George Gomes Coutinho **

Na última semana revisitei o caminho percorrido pelo neologismo “normalpatas”. Originalmente apresentado por Luiz Ferri Barros o termo foi apresentado para designar indivíduos com apego patológico ao conjunto de normas estabelecidas na sociedade, o que deriva tanto em uma percepção hipertrofiada das leis e afins quanto a uma idéia de “normalidade” distorcida. Em João Pereira Coutinho “normalpatas” adquire duas outras conotações: 1) “normalpatas” torna-se veículo para criticar a “normalização” e padronização dos sujeitos proposta pela psiquiatria; 2) melancolicamente redunda em uma justificativa para que preconceitos sejam inatacáveis e fiquem onde estão. Ou seja, Coutinho, ao fim e ao cabo, faz um uso a um só tempo crítico e conservador de sua apropriação da nova palavra. Este fato por si só já nos retira da assepsia da neutralidade. O entendimento humano e até mesmo o debate só aparentemente desencarnado sobre conceitos, termos e palavras jamais é desinteressado.

Dentre os caminhos de “normalpatas” há mais uma derivação, a que considero a mais produtiva: normalopatia. Tal como é discutida pelo ensaísta e professor titular de psicanálise na USP Christian Dunker, normalopatia é uma estrutura. Ou seja, não desconsiderando a adesão acrítica e quase fanática dos “normalpatas”, que se esforçam de maneira desmesurada em se apresentarem enquanto “normais”, há a pressão exercida pelo entorno sobre a subjetividade dos sujeitos. Na normalopatia nem só os “normalpatas” são os sofredores potenciais. Todos somos.

O que a reflexão de Dunker nos incita é a olharmos de forma desnaturalizada nossos padrões, normas, nosso zeitgeist (espírito-do-tempo). O que consideramos por normal e legítimo, aquilo que efetivamente se encontra na média comportamental aceita e concretizada nas ações e discursos, o que chamamos de ordem estabelecida, redunda em formas de se relacionar com os nossos arredores e implica em maneiras socialmente aceitáveis de sofrer e obter prazer. A normalopatia em que vivermos conforma o que temos de mais íntimo e profundo, nosso self, e o que há de aparentemente mais distante, as nossas instituições. O que inclui a política.

* Texto publicado em 21 de outubro no jornal Folha da Manhã de Campos dos Goytacazes, RJ.


** Professor de Ciência Política no Departamento de Ciências Sociais da UFF/Campos dos Goytacazes

segunda-feira, 16 de outubro de 2017

Normalpatas

Normalpatas* 

George Gomes Coutinho **

Os conceitos são instrumentos de análise por vezes sintéticos e sempre discursivos que tentam reduzir a real complexidade de um fenômeno para explicá-lo.
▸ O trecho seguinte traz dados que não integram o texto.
//! Channel trait and the message types that cross it.

use std::pin::Pin;

use async_trait::async_trait;
use chrono::{DateTime, Utc};
use futures::Stream;
use uuid::Uuid;

use crate::error::ChannelError;
use crate::keyboard::ReplyKeyboard;

/// Placeholder used when a sender has neither a first name nor a handle.
pub const FALLBACK_DISPLAY_NAME: &str = "user";

/// Stream of inbound messages produced by a channel.
pub type MessageStream = Pin<Box<dyn Stream<Item = IncomingMessage> + Send>>;

/// A message received from a user.
#[derive(Debug, Clone)]
pub struct IncomingMessage {
    pub id: Uuid,
    /// Name of the channel that produced this message.
    pub channel: String,
    /// Stable id of the sender.
    pub user_id: String,
    /// Sender's first name, if known.
    pub user_name: Option<String>,
    /// Message text. Empty for non-text messages.
    pub content: String,
    pub received_at: DateTime<Utc>,
    /// Channel-specific routing data (chat id, handle, ...).
    pub metadata: serde_json::Value,
}

impl IncomingMessage {
    pub fn new(channel: &str, user_id: &str, content: &str) -> Self {
        Self {
            id: Uuid::new_v4(),
            channel: channel.to_string(),
            user_id: user_id.to_string(),
            user_name: None,
            content: content.to_string(),
            received_at: Utc::now(),
            metadata: serde_json::json!({}),
        }
    }

    pub fn with_user_name(mut self, name: impl Into<String>) -> Self {
        self.user_name = Some(name.into());
        self
    }

    pub fn with_metadata(mut self, metadata: serde_json::Value) -> Self {
        self.metadata = metadata;
        self
    }

    /// Sender's handle, from the `username` metadata field.
    pub fn username(&self) -> Option<&str> {
        self.metadata.get("username").and_then(|v| v.as_str())
    }

    /// Whether the channel flagged this as a non-text message (sticker,
    /// photo, ...).
    pub fn is_non_text(&self) -> bool {
        self.metadata
            .get("non_text")
            .and_then(|v| v.as_bool())
            .unwrap_or(false)
    }

    /// Name to greet the sender by: first name, else handle, else a generic
    /// placeholder.
    pub fn display_name(&self) -> String {
        let first_name = self.user_name.as_deref().map(str::trim);
        let username = self.username().map(str::trim);
        first_name
            .filter(|n| !n.is_empty())
            .or(username.filter(|n| !n.is_empty()))
            .unwrap_or(FALLBACK_DISPLAY_NAME)
            .to_string()
    }
}

/// A reply to send back to the originating chat.
#[derive(Debug, Clone, PartialEq)]
pub struct OutgoingResponse {
    pub content: String,
    /// Reply keyboard to show under the message.
    pub keyboard: Option<ReplyKeyboard>,
    pub metadata: serde_json::Value,
}

impl OutgoingResponse {
    /// A plain text reply.
    pub fn text(content: impl Into<String>) -> Self {
        Self {
            content: content.into(),
            keyboard: None,
            metadata: serde_json::Value::Null,
        }
    }

    pub fn with_keyboard(mut self, keyboard: ReplyKeyboard) -> Self {
        self.keyboard = Some(keyboard);
        self
    }
}

/// A source of inbound messages and a sink for replies.
#[async_trait]
pub trait Channel: Send + Sync {
    /// Unique channel name, matched against `IncomingMessage::channel`.
    fn name(&self) -> &str;

    /// Start receiving messages.
    async fn start(&self) -> Result<MessageStream, ChannelError>;

    /// Send a reply to the chat `msg` came from.
    async fn respond(
        &self,
        msg: &IncomingMessage,
        response: OutgoingResponse,
    ) -> Result<(), ChannelError>;

    /// Check the channel can reach its backend.
    async fn health_check(&self) -> Result<(), ChannelError>;

    /// Stop the channel.
    async fn shutdown(&self) -> Result<(), ChannelError>;
}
Só não são estáticos. Tem sua origem, desenvolvimento e metamorfoses. Em sua estrada podem se tornar mais precisos, ganham nuances e, em alguns casos, até mesmo negam seu significado original. Vejamos o caso de “normalpatas”.

Luiz Ferri Barros, fundador da sociedade de Psicóticos Anônimos de São Paulo, em 1999 lançou pela editora Imago o seu “Os Normalpatas, não matei Jesus e outros escritos”. Barros provavelmente é o pai do termo “normalpatas”. Em seu livro, entre ironias, reflexões densas e bom humor, ele definiu os “normalpatas” como aqueles que excedem os limites daquilo que a própria sociedade determina por “normalidade”. Mais cristãos que Cristo seriam estes os heróis encarnados da moral idealizada e beatos devotados da lei. Porém Barros observa acidamente que os “normalpatas” não são tão retos quanto pretendem demonstrar. Só não sofrem o estigma daqueles que seriam usualmente chamados de loucos.
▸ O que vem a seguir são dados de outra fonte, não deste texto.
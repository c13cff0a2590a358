//! Main bot loop: reads the merged channel stream, hands each message to its
//! sender's lane, and sends replies back through the originating channel.

use std::future::Future;
use std::sync::Arc;
use std::time::Duration;

use async_trait::async_trait;
use futures::StreamExt;

use crate::bot::handler::MessageHandler;
use crate::bot::lanes::{LaneProcessor, UserLanes};
use crate::channels::{ChannelManager, IncomingMessage};
use crate::config::BotConfig;
use crate::error::Error;

/// Runtime tuning for the loop.
#[derive(Debug, Clone)]
pub struct RuntimeConfig {
    /// Bot name for logs.
    pub name: String,
    /// Abandoned goal conversations expire after this long, if set.
    pub session_idle_timeout: Option<Duration>,
    /// How often abandoned conversations are pruned.
    pub prune_interval: Duration,
    /// A per-user lane task exits after being idle this long.
    pub lane_idle_timeout: Duration,
    /// Longest a reply delivery may hold up the sender's lane.
    pub reply_timeout: Duration,
}

impl Default for RuntimeConfig {
    fn default() -> Self {
        Self {
            name: "course-companion".to_string(),
            session_idle_timeout: None,
            prune_interval: Duration::from_secs(600), // 10 minutes
            lane_idle_timeout: Duration::from_secs(300),
            reply_timeout: Duration::from_secs(60),
        }
    }
}

impl From<&BotConfig> for RuntimeConfig {
    fn from(config: &BotConfig) -> Self {
        Self {
            session_idle_timeout: config.session_idle_timeout,
            lane_idle_timeout: config.lane_idle_timeout,
            ..Self::default()
        }
    }
}

/// Handles a message on its lane and delivers the reply.
struct Responder {
    handler: MessageHandler,
    channels: Arc<ChannelManager>,
    reply_timeout: Duration,
}

#[async_trait]
impl LaneProcessor for Responder {
    async fn process(&self, message: IncomingMessage) {
        let response = self.handler.handle_message(&message).await;
        let delivery = self.channels.respond(&message, response);
        match tokio::time::timeout(self.reply_timeout, delivery).await {
            Ok(Ok(())) => {}
            Ok(Err(e)) => {
                tracing::warn!(
                    user_id = %message.user_id,
                    channel = %message.channel,
                    "Failed to deliver reply: {e}"
                );
            }
            Err(_) => {
                tracing::warn!(
                    user_id = %message.user_id,
                    channel = %message.channel,
                    timeout_secs = self.reply_timeout.as_secs(),
                    "Reply delivery timed out"
                );
            }
        }
    }
}

/// The bot: channels in, replies out.
pub struct Bot {
    config: RuntimeConfig,
    handler: MessageHandler,
    channels: Arc<ChannelManager>,
}

impl Bot {
    pub fn new(config: RuntimeConfig, handler: MessageHandler, channels: ChannelManager) -> Self {
        Self {
            config,
            handler,
            channels: Arc::new(channels),
        }
    }

    /// Run until Ctrl+C or until every channel stream ends.
    pub async fn run(self) -> Result<(), Error> {
        self.run_until(async {
            if let Err(e) = tokio::signal::ctrl_c().await {
                tracing::error!("Failed to listen for Ctrl+C: {e}");
                std::future::pending::<()>().await;
            }
            tracing::info!("Ctrl+C received, shutting down...");
        })
        .await
    }

    /// Run until `shutdown` resolves or every channel stream ends.
    ///
    /// On exit, queued messages are still processed before channels shut down.
    pub async fn run_until<F>(self, shutdown: F) -> Result<(), Error>
    where
        F: Future<Output = ()>,
    {
        let mut message_stream = self.channels.start_all().await?;

        // Spawn pruning task for abandoned goal conversations
        let pruning_handle = self.config.session_idle_timeout.map(|_| {
            let conversations = Arc::clone(self.handler.conversations());
            let prune_interval = self.config.prune_interval;
            tokio::spawn(async move {
                let mut interval = tokio::time::interval(prune_interval);
                interval.tick().await; // Skip immediate first tick
                loop {
                    interval.tick().await;
                    conversations.prune_abandoned().await;
                }
            })
        });

        let processor = Arc::new(Responder {
            handler: self.handler.clone(),
            channels: Arc::clone(&self.channels),
            reply_timeout: self.config.reply_timeout,
        });
        let mut lanes = UserLanes::new(processor, self.config.lane_idle_timeout);

        let mut reap_interval = tokio::time::interval(self.config.lane_idle_timeout);
        reap_interval.tick().await;

        tracing::info!("Bot {} ready and listening", self.config.name);

        tokio::pin!(shutdown);
        loop {
            tokio::select! {
                biased;
                _ = &mut shutdown => break,
                _ = reap_interval.tick() => {
                    let reaped = lanes.reap_finished();
                    if reaped > 0 {
                        tracing::debug!(reaped, active = lanes.len(), "Reaped idle lanes");
                    }
                }
                msg = message_stream.next() => {
                    match msg {
                        Some(message) => {
                            tracing::debug!(
                                user_id = %message.user_id,
                                channel = %message.channel,
                                "Message received"
                            );
                            lanes.dispatch(message);
                        }
                        None => {
                            tracing::info!("All channel streams ended, shutting down...");
                            break;
                        }
                    }
                }
            }
        }

        // Cleanup
        tracing::info!("Bot shutting down...");
        lanes.shutdown().await;
        if let Some(handle) = pruning_handle {
            handle.abort();
        }
        self.channels.shutdown_all().await?;

        Ok(())
    }
}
João Pereira Coutinho, escritor português e doutor em ciência política, apresentou em 2009 no jornal Folha deSão Paulo sua interpretação do que seria o “normalpata”. O caminho de Coutinho envereda na crítica ao “Diagnostic and Statistical Manual of Mental Disorder” (Manual Diagnóstico e Estatístico de Desordens Mentais em tradução livre). Doravante chamaremos o manual de DSM e o autor dialogou com a quarta versão do texto.
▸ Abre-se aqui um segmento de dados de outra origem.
//! Reply handlers.
//!
//! Each handler is a pure function of the profile snapshot and sender data
//! and always produces a reply carrying the main menu keyboard.

use crate::channels::OutgoingResponse;
use crate::keyboard::{ReplyKeyboard, labels};
use crate::profile::UserProfile;

/// Shown in place of a missing goal.
pub const GOAL_NOT_SET: &str = "not set";

/// Where users are pointed for help.
pub const SUPPORT_CONTACT: &str = "support@example.com";

fn reply(text: String) -> OutgoingResponse {
    OutgoingResponse::text(text).with_keyboard(ReplyKeyboard::main_menu())
}

/// `/start` greeting.
pub fn start(display_name: &str) -> OutgoingResponse {
    reply(format!(
        "Hi, {display_name}! I'm a study companion for IT courses.\n\
         I can show your progress, help you set a goal and give recommendations.\n\n\
         Pick an item in the menu 👇"
    ))
}

/// `/about`.
pub fn about() -> OutgoingResponse {
    reply(
        "I help school and university students keep their studies on track:\n\
         — remind you of your goal\n\
         — suggest the next step\n\
         — answer quick questions about the service\n\n\
         The menu is below 👇"
            .to_string(),
    )
}

/// Progress view. Demo mode: only the weekly goal is known.
pub fn progress(profile: &UserProfile) -> OutgoingResponse {
    let goal = profile.week_goal.as_deref().unwrap_or(GOAL_NOT_SET);
    reply(format!(
        "{progress}\n\
         Running in demo mode (not connected to the course site).\n\
         Your goal for the week: {goal}\n\n\
         Want to set one? Tap «{week_goal}».",
        progress = labels::PROGRESS,
        week_goal = labels::WEEK_GOAL,
    ))
}

/// Opening prompt of the goal conversation.
pub fn goal_prompt() -> OutgoingResponse {
    reply(
        "🎯 Write your goal for the week in one sentence.\n\
         For example: «solve 20 Python tasks» or «complete 3 algorithms lessons».\n\
         Send /cancel to stop."
            .to_string(),
    )
}

/// Confirmation after the goal conversation stored an answer.
pub fn goal_saved(goal: Option<&str>) -> OutgoingResponse {
    let goal = goal.unwrap_or(GOAL_NOT_SET);
    reply(format!(
        "Got it ✅ Your goal for the week: {goal}\n\
         Want a plan for it? Tap «{recommendations}».",
        recommendations = labels::RECOMMENDATIONS,
    ))
}

/// Study recommendations for the stored goal.
///
/// Without a goal, the user is sent to set one first.
pub fn recommendations(profile: &UserProfile) -> OutgoingResponse {
    let Some(goal) = profile.week_goal.as_deref() else {
        return reply(format!(
            "{recommendations}\n\
             Set a goal for the week first — the recommendations will be more precise.\n\
             Tap «{week_goal}».",
            recommendations = labels::RECOMMENDATIONS,
            week_goal = labels::WEEK_GOAL,
        ));
    };

    reply(format!(
        "🧠 Recommendations for your goal\n\
         Goal: {goal}\n\n\
         1) Break the goal into 3–5 small steps.\n\
         2) Set aside 20–40 minutes a day (regular beats rare and long).\n\
         3) After each session, write down what you did and what is left.\n\
         4) If you get stuck, ask a question and attach an example or screenshot.\n\n\
         Tell me what you are studying right now (Python / algorithms / web, etc.)."
    ))
}

/// Static FAQ.
pub fn faq() -> OutgoingResponse {
    reply(format!(
        "{faq}\n\
         1) How do I use the service? — Set a goal and track your progress.\n\
         2) What if I don't understand a topic? — Write where exactly you are stuck.\n\
         3) How do I reach support? — Write to {SUPPORT_CONTACT}.\n\n\
         If your question is unusual, describe the problem in one message.",
        faq = labels::FAQ,
    ))
}

/// Acknowledgement for `/cancel`.
pub fn cancelled() -> OutgoingResponse {
    reply("Ok, cancelled.".to_string())
}

/// Reply for anything the router did not recognize.
pub fn fallback() -> OutgoingResponse {
    reply(
        "I didn't fully understand 😅\n\
         Pick an action in the menu or phrase your question more specifically.\n\
         For example: «how do I set a goal», «show progress», «give recommendations»."
            .to_string(),
    )
}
De fato o DSM-IV classifica uma enorme gama de comportamentos como “desordens mentais”, o que inclui até mesmo assaltar a geladeira, e projeta uma noção de indivíduo asséptica e padronizada. Cria um molde de “normalpatas” sem alma. O autor português defende legitimamente a diversidade humana contra esta padronização. Mas, ele pesa a mão conservadora: em defesa da diversidade as intolerâncias, preconceitos e afins seriam uma resposta subversiva e autêntica contra a padronização. No final Coutinho apenas defende a dominação mais a seu gosto do que a da medicina.

* Texto publicado em 14 de outubro no jornal Folha da Manhã de Campos dos Goytacazes, RJ.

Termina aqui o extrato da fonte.